Top of Records shown

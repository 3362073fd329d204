//! Rust Accounts Engine Library
//! # Overview
//!
//! This library maintains account balances and performs transfers between
//! accounts under concurrent access. It guarantees that no balance ever goes
//! negative and that a transfer either updates both accounts or neither.
//!
//! # Architecture
//!
//! The system is organized into several key components:
//!
//! - [`types`] - Core data types (Account, TransferRequest, errors)
//! - [`core`] - Business logic components:
//!   - [`core::lock_registry`] - One mutex per account id, reclaimed when unused
//!   - [`core::coordinator`] - Lock-ordered, all-or-nothing transfers
//!   - [`core::traits`] - Persistence gateway contract
//! - [`store`] - Transactional in-process gateway implementation
//! - [`io`] - Operation file parsing and balance output
//! - [`strategy`] - Sync and multi-worker drivers replaying an operation file
//! - [`cli`] - CLI arguments parsing
//! - [`logging`] - Tracing subscriber setup
//!
//! # Deadlock avoidance
//!
//! A transfer locks `min(from, to)` first and `max(from, to)` second and
//! never holds any other lock, so concurrent transfers cannot wait on each
//! other in a cycle. Transfers on disjoint account pairs never contend.

// Module declarations
pub mod cli;
pub mod core;
pub mod io;
pub mod logging;
pub mod store;
pub mod strategy;
pub mod types;

pub use core::{AccountGateway, LockRegistry, TransferCoordinator};
pub use io::write_balances_csv;
pub use store::MemoryGateway;
pub use types::{Account, AccountError, AccountId, AccountOperation, ErrorKind, TransferRequest};
//! Logging setup
//!
//! Diagnostics go to stderr through `tracing-subscriber`; stdout carries only
//! the balances CSV. `RUST_LOG` takes precedence over the configured level.

use tracing_subscriber::{fmt, prelude::*, EnvFilter};

/// Install the global subscriber
///
/// `level` is any `EnvFilter` directive (`info`, `rust_accounts_engine=debug`, ...).
/// Calling this more than once keeps the first subscriber.
pub fn init_logging(level: &str) {
    let filter = EnvFilter::try_from_default_env().unwrap_or_else(|_| EnvFilter::new(level));

    let stderr_layer = fmt::layer()
        .with_target(false)
        .with_writer(std::io::stderr)
        .with_ansi(false);

    let _ = tracing_subscriber::registry()
        .with(filter)
        .with(stderr_layer)
        .try_init();
}
//! Synchronous processing strategy
//!
//! Single-threaded replay: operations are executed one at a time in input
//! order through a `TransferCoordinator` backed by a fresh `MemoryGateway`.
//! The coordinator's locks are still taken, but never contended.

use crate::core::TransferCoordinator;
use crate::io::csv_format::{write_balances_csv, AmountPolicy};
use crate::io::sync_reader::SyncReader;
use crate::store::MemoryGateway;
use crate::strategy::ProcessingStrategy;
use std::io::Write;
use std::path::Path;
use std::sync::Arc;
use tracing::warn;

/// Synchronous processing strategy
///
/// ```no_run
/// use rust_accounts_engine::io::csv_format::AmountPolicy;
/// use rust_accounts_engine::strategy::{ProcessingStrategy, SyncProcessingStrategy};
/// use std::path::Path;
///
/// let strategy = SyncProcessingStrategy::new(AmountPolicy::default());
/// let mut output = std::io::stdout();
///
/// strategy.process(Path::new("operations.csv"), &mut output)
///     .expect("Processing failed");
/// ```
#[derive(Debug, Clone, Copy, Default)]
pub struct SyncProcessingStrategy {
    policy: AmountPolicy,
}

impl SyncProcessingStrategy {
    pub fn new(policy: AmountPolicy) -> Self {
        Self { policy }
    }
}

impl ProcessingStrategy for SyncProcessingStrategy {
    fn process(&self, input_path: &Path, output: &mut dyn Write) -> Result<(), String> {
        let store = Arc::new(MemoryGateway::new());
        let coordinator = TransferCoordinator::new(store.clone());

        let reader = SyncReader::new(input_path, self.policy)?;

        for result in reader {
            match result {
                Ok(operation) => {
                    if let Err(e) = coordinator.execute(operation.clone()) {
                        warn!(kind = ?e.kind(), error = %e, ?operation, "operation rejected");
                    }
                }
                Err(e) => warn!(error = %e, "CSV parsing error"),
            }
        }

        let accounts = store.accounts().map_err(|e| e.to_string())?;
        write_balances_csv(&accounts, output)?;

        Ok(())
    }
}
impl TransferCoordinator {
    pub fn new(gateway: Arc<dyn AccountGateway>) -> Self {
        Self {
            gateway,
            locks: LockRegistry::new(),
            actor: DEFAULT_ACTOR.to_string(),
        }
    }

    /// Set the actor name recorded in audit entries
    pub fn with_actor(mut self, actor: impl Into<String>) -> Self {
        self.actor = actor.into();
        self
    }

    pub fn lock_registry(&self) -> &LockRegistry {
        &self.locks
    }

    /// Open a new account
    ///
    /// `None` opens the account with a zero balance.
    ///
    /// # Errors
    ///
    /// - `InvalidAmount` if the opening balance is negative (nothing is stored)
    /// - `Storage` if the gateway fails
    pub fn create(&self, opening_balance: Option<Decimal>) -> Result<Account, AccountError> {
        let balance = opening_balance.unwrap_or(Decimal::ZERO);
        if balance < Decimal::ZERO {
            return Err(AccountError::negative_amount(balance));
        }

        let id = self.gateway.insert(balance)?;
        info!(account = id, %balance, "account created");
        Account::new(id, balance)
    }

    /// Read an account without taking its lock
    ///
    /// # Errors
    ///
    /// - `NotFound` if no such account exists
    /// - `Storage` if the gateway fails
    pub fn get(&self, account_id: AccountId) -> Result<Account, AccountError> {
        self.gateway
            .select(account_id)?
            .ok_or_else(|| AccountError::not_found(account_id))
    }

    /// Move `amount` from `from` to `to`
    ///
    /// Either both balances change or neither does.
    ///
    /// # Errors
    ///
    /// - `SameAccount` if `from == to` (before any lock or read)
    /// - `InvalidAmount` if `amount` is zero or negative (before any lock or read)
    /// - `NotFound` if either account is missing, or vanished before commit
    /// - `LimitExceeded` if `amount` is greater than the source balance
    /// - `Storage` if the gateway fails; not retried
    pub fn transfer(
        &self,
        from: AccountId,
        to: AccountId,
        amount: Decimal,
    ) -> Result<(), AccountError> {
        let request = TransferRequest::new(from, to, amount);
        validate(&request)?;

        let (low, high) = request.lock_order();
        let low_handle = self.locks.acquire(low);
        let high_handle = self.locks.acquire(high);

        let _low_guard = low_handle.lock();
        let _high_guard = high_handle.lock();
        debug!(low, high, "transfer locks held");

        self.transfer_locked(&request)
        // _high_guard then _low_guard are released here, on every path
    }

    /// Health signal from the persistence gateway
    pub fn health(&self) -> Result<(), AccountError> {
        self.gateway.ping()
    }

    /// Execute one replayed operation
    ///
    /// # Errors
    ///
    /// `MissingAmount` if a transfer carries no amount, otherwise whatever
    /// [`create`](Self::create) or [`transfer`](Self::transfer) returns.
    pub fn execute(&self, operation: AccountOperation) -> Result<OperationOutcome, AccountError> {
        match operation {
            AccountOperation::Create { opening_balance } => {
                self.create(opening_balance).map(OperationOutcome::Created)
            }
            AccountOperation::Transfer { from, to, amount } => {
                let amount = amount.ok_or_else(|| AccountError::missing_amount("transfer"))?;
                self.transfer(from, to, amount)?;
                Ok(OperationOutcome::Committed(TransferRequest::new(
                    from, to, amount,
                )))
            }
        }
    }

    // Both participant locks must be held by the caller
    fn transfer_locked(&self, request: &TransferRequest) -> Result<(), AccountError> {
        let mut from_account = self.get(request.from)?;
        let mut to_account = self.get(request.to)?;

        // Skip the store transaction when it would only be rolled back
        if !from_account.can_withdraw(request.amount)? {
            return Err(AccountError::limit_exceeded(
                request.from,
                request.amount,
                from_account.balance(),
            ));
        }

        from_account.withdraw(request.amount)?;
        to_account.deposit(request.amount)?;

        let audit = TransferAudit {
            from: request.from,
            to: request.to,
            amount: request.amount,
            actor: self.actor.clone(),
            at: Utc::now(),
        };
        let rows = self
            .gateway
            .apply_transfer(&audit, &from_account, &to_account)?;

        if rows.from_rows == 0 {
            return Err(AccountError::not_found(request.from));
        }
        if rows.to_rows == 0 {
            return Err(AccountError::not_found(request.to));
        }

        info!(
            from = request.from,
            to = request.to,
            amount = %request.amount,
            "transfer committed"
        );
        Ok(())
    }
}
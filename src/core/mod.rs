//! Core business logic module
//!
//! This module contains the transfer processing components:
//! - `traits` - Persistence gateway contract
//! - `lock_registry` - Per-account mutual exclusion with on-demand creation
//! - `coordinator` - Account creation, reads and lock-ordered transfers
//! - `batch_processor` - Concurrent execution of operation batches

pub mod batch_processor;
pub mod coordinator;
pub mod lock_registry;
pub mod traits;

pub use batch_processor::{BatchProcessor, ProcessingResult};
pub use coordinator::{OperationOutcome, TransferCoordinator};
pub use lock_registry::{LockHandle, LockRegistry};
pub use traits::{AccountGateway, PairUpdate, TransferAudit};
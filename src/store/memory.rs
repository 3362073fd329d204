//! In-process transactional account store
//!
//! This module provides `MemoryGateway`, an implementation of
//! [`AccountGateway`] that keeps the account table and the audit log behind a
//! single `RwLock`. Every write method runs as one critical section, which
//! gives the same all-or-nothing visibility a database transaction would.
//!
//! It also exposes a few hooks for exercising failure paths: removing an
//! account behind the coordinator's back and taking the store offline.

use crate::core::traits::{AccountGateway, PairUpdate, TransferAudit};
use crate::types::{Account, AccountError, AccountId};
use rust_decimal::Decimal;
use std::collections::BTreeMap;
use std::sync::atomic::{AtomicBool, Ordering};
use std::sync::{RwLock, RwLockReadGuard, RwLockWriteGuard};

#[derive(Debug, Default)]
struct Tables {
    accounts: BTreeMap<AccountId, Decimal>,
    audit: Vec<TransferAudit>,
    last_id: AccountId,
}

impl Tables {
    fn update_row(&mut self, account: &Account) -> u64 {
        match self.accounts.get_mut(&account.id()) {
            Some(balance) => {
                *balance = account.balance();
                1
            }
            None => 0,
        }
    }
}

/// Transactional in-memory account store
#[derive(Debug, Default)]
pub struct MemoryGateway {
    tables: RwLock<Tables>,
    offline: AtomicBool,
}

impl MemoryGateway {
    pub fn new() -> Self {
        Self::default()
    }

    /// Simulate an unreachable store; every call fails with `Storage` while set
    pub fn set_offline(&self, offline: bool) {
        self.offline.store(offline, Ordering::SeqCst);
    }

    /// Delete an account row, bypassing the coordinator
    ///
    /// Returns whether the row existed.
    pub fn remove(&self, account_id: AccountId) -> Result<bool, AccountError> {
        Ok(self.write()?.accounts.remove(&account_id).is_some())
    }

    /// Snapshot of all accounts ordered by id
    pub fn accounts(&self) -> Result<Vec<Account>, AccountError> {
        self.read()?
            .accounts
            .iter()
            .map(|(&id, &balance)| Account::new(id, balance))
            .collect()
    }

    /// Snapshot of the audit log in commit order
    pub fn audit_log(&self) -> Result<Vec<TransferAudit>, AccountError> {
        Ok(self.read()?.audit.clone())
    }

    fn check_online(&self) -> Result<(), AccountError> {
        if self.offline.load(Ordering::SeqCst) {
            return Err(AccountError::storage("store is offline"));
        }
        Ok(())
    }

    fn read(&self) -> Result<RwLockReadGuard<'_, Tables>, AccountError> {
        self.check_online()?;
        self.tables
            .read()
            .map_err(|_| AccountError::storage("store lock poisoned"))
    }

    fn write(&self) -> Result<RwLockWriteGuard<'_, Tables>, AccountError> {
        self.check_online()?;
        self.tables
            .write()
            .map_err(|_| AccountError::storage("store lock poisoned"))
    }
}

impl AccountGateway for MemoryGateway {
    fn select(&self, account_id: AccountId) -> Result<Option<Account>, AccountError> {
        self.read()?
            .accounts
            .get(&account_id)
            .map(|&balance| Account::new(account_id, balance))
            .transpose()
    }

    fn insert(&self, opening_balance: Decimal) -> Result<AccountId, AccountError> {
        if opening_balance < Decimal::ZERO {
            return Err(AccountError::negative_amount(opening_balance));
        }
        let mut tables = self.write()?;
        tables.last_id += 1;
        let id = tables.last_id;
        tables.accounts.insert(id, opening_balance);
        Ok(id)
    }

    fn update(&self, account: &Account) -> Result<u64, AccountError> {
        Ok(self.write()?.update_row(account))
    }

    fn ping(&self) -> Result<(), AccountError> {
        self.read().map(|_| ())
    }

    fn apply_transfer(
        &self,
        audit: &TransferAudit,
        from: &Account,
        to: &Account,
    ) -> Result<PairUpdate, AccountError> {
        let mut tables = self.write()?;

        let rows = PairUpdate {
            from_rows: u64::from(tables.accounts.contains_key(&from.id())),
            to_rows: u64::from(tables.accounts.contains_key(&to.id())),
        };
        if !rows.is_complete() {
            // Roll back: nothing has been written yet
            return Ok(rows);
        }

        tables.audit.push(audit.clone());
        tables.update_row(from);
        tables.update_row(to);
        Ok(rows)
    }
}
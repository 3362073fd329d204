//! Per-account lock registry
//!
//! This module provides the `LockRegistry` struct, which hands out one mutual
//! exclusion handle per account id, created on demand and reclaimed once no
//! caller references it.
//!
//! # Design
//!
//! The registry keeps a `DashMap<AccountId, Weak<Mutex<()>>>`. `acquire` runs
//! under the map's entry lock for that key: it upgrades the weak pointer if a
//! live mutex exists, otherwise installs a fresh one. Two concurrent first-time
//! callers therefore always end up sharing the same mutex.
//!
//! When a `LockHandle` is dropped it removes the map entry if its own strong
//! reference is the last one, then releases that reference. The check and
//! removal happen under the same shard lock that `acquire` takes, so an entry
//! is never removed while another caller is holding (or upgrading) it. Memory is bounded
//! by the number of accounts currently in use, not by every account ever seen.

use crate::types::AccountId;
use dashmap::DashMap;
use std::sync::{Arc, Mutex, MutexGuard, PoisonError, Weak};

/// Registry of per-account mutexes
#[derive(Debug, Default)]
pub struct LockRegistry {
    locks: DashMap<AccountId, Weak<Mutex<()>>>,
}

impl LockRegistry {
    pub fn new() -> Self {
        Self {
            locks: DashMap::new(),
        }
    }

    /// Get the lock handle for `account_id`, creating it if needed
    ///
    /// Every handle returned for the same id while any of them is alive
    /// serialises on the same mutex. Acquiring the handle does not lock it;
    /// call [`LockHandle::lock`] for that.
    pub fn acquire(&self, account_id: AccountId) -> LockHandle<'_> {
        let mut entry = self.locks.entry(account_id).or_insert_with(Weak::new);

        let mutex = match entry.upgrade() {
            Some(mutex) => mutex,
            None => {
                let mutex = Arc::new(Mutex::new(()));
                *entry = Arc::downgrade(&mutex);
                mutex
            }
        };

        LockHandle {
            registry: self,
            account_id,
            mutex,
        }
    }

    /// Number of ids with a registry entry
    pub fn len(&self) -> usize {
        self.locks.len()
    }

    pub fn is_empty(&self) -> bool {
        self.locks.is_empty()
    }

    // `held` is the caller's own reference, so a count of one means nobody else holds it
    fn reclaim(&self, account_id: AccountId, held: &Arc<Mutex<()>>) {
        self.locks.remove_if(&account_id, |_, mutex| {
            Weak::as_ptr(mutex) == Arc::as_ptr(held) && mutex.strong_count() <= 1
        });
    }
}

/// Live reference to one account's mutex
///
/// Keeps the registry entry alive until dropped.
#[derive(Debug)]
pub struct LockHandle<'a> {
    registry: &'a LockRegistry,
    account_id: AccountId,
    mutex: Arc<Mutex<()>>,
}

impl LockHandle<'_> {
    pub fn account_id(&self) -> AccountId {
        self.account_id
    }

    /// Block until this account's mutex is held
    ///
    /// The guard releases the mutex when dropped. Poisoning is ignored: the
    /// mutex protects no data of its own.
    pub fn lock(&self) -> MutexGuard<'_, ()> {
        self.mutex.lock().unwrap_or_else(PoisonError::into_inner)
    }

    /// Whether both handles share the same underlying mutex
    pub fn same_lock(&self, other: &LockHandle<'_>) -> bool {
        Arc::ptr_eq(&self.mutex, &other.mutex)
    }
}

impl Drop for LockHandle<'_> {
    fn drop(&mut self) {
        // Checked under the shard lock, so no `acquire` can upgrade in between
        self.registry.reclaim(self.account_id, &self.mutex);
    }
}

Bottom of Records shown

▶ [Required work]: Copy out every line from the material above where the string "does" turns up.

▶ [Exercise result]:
    /// Either both balances change or neither does.
    /// serialises on the same mutex. Acquiring the handle does not lock it;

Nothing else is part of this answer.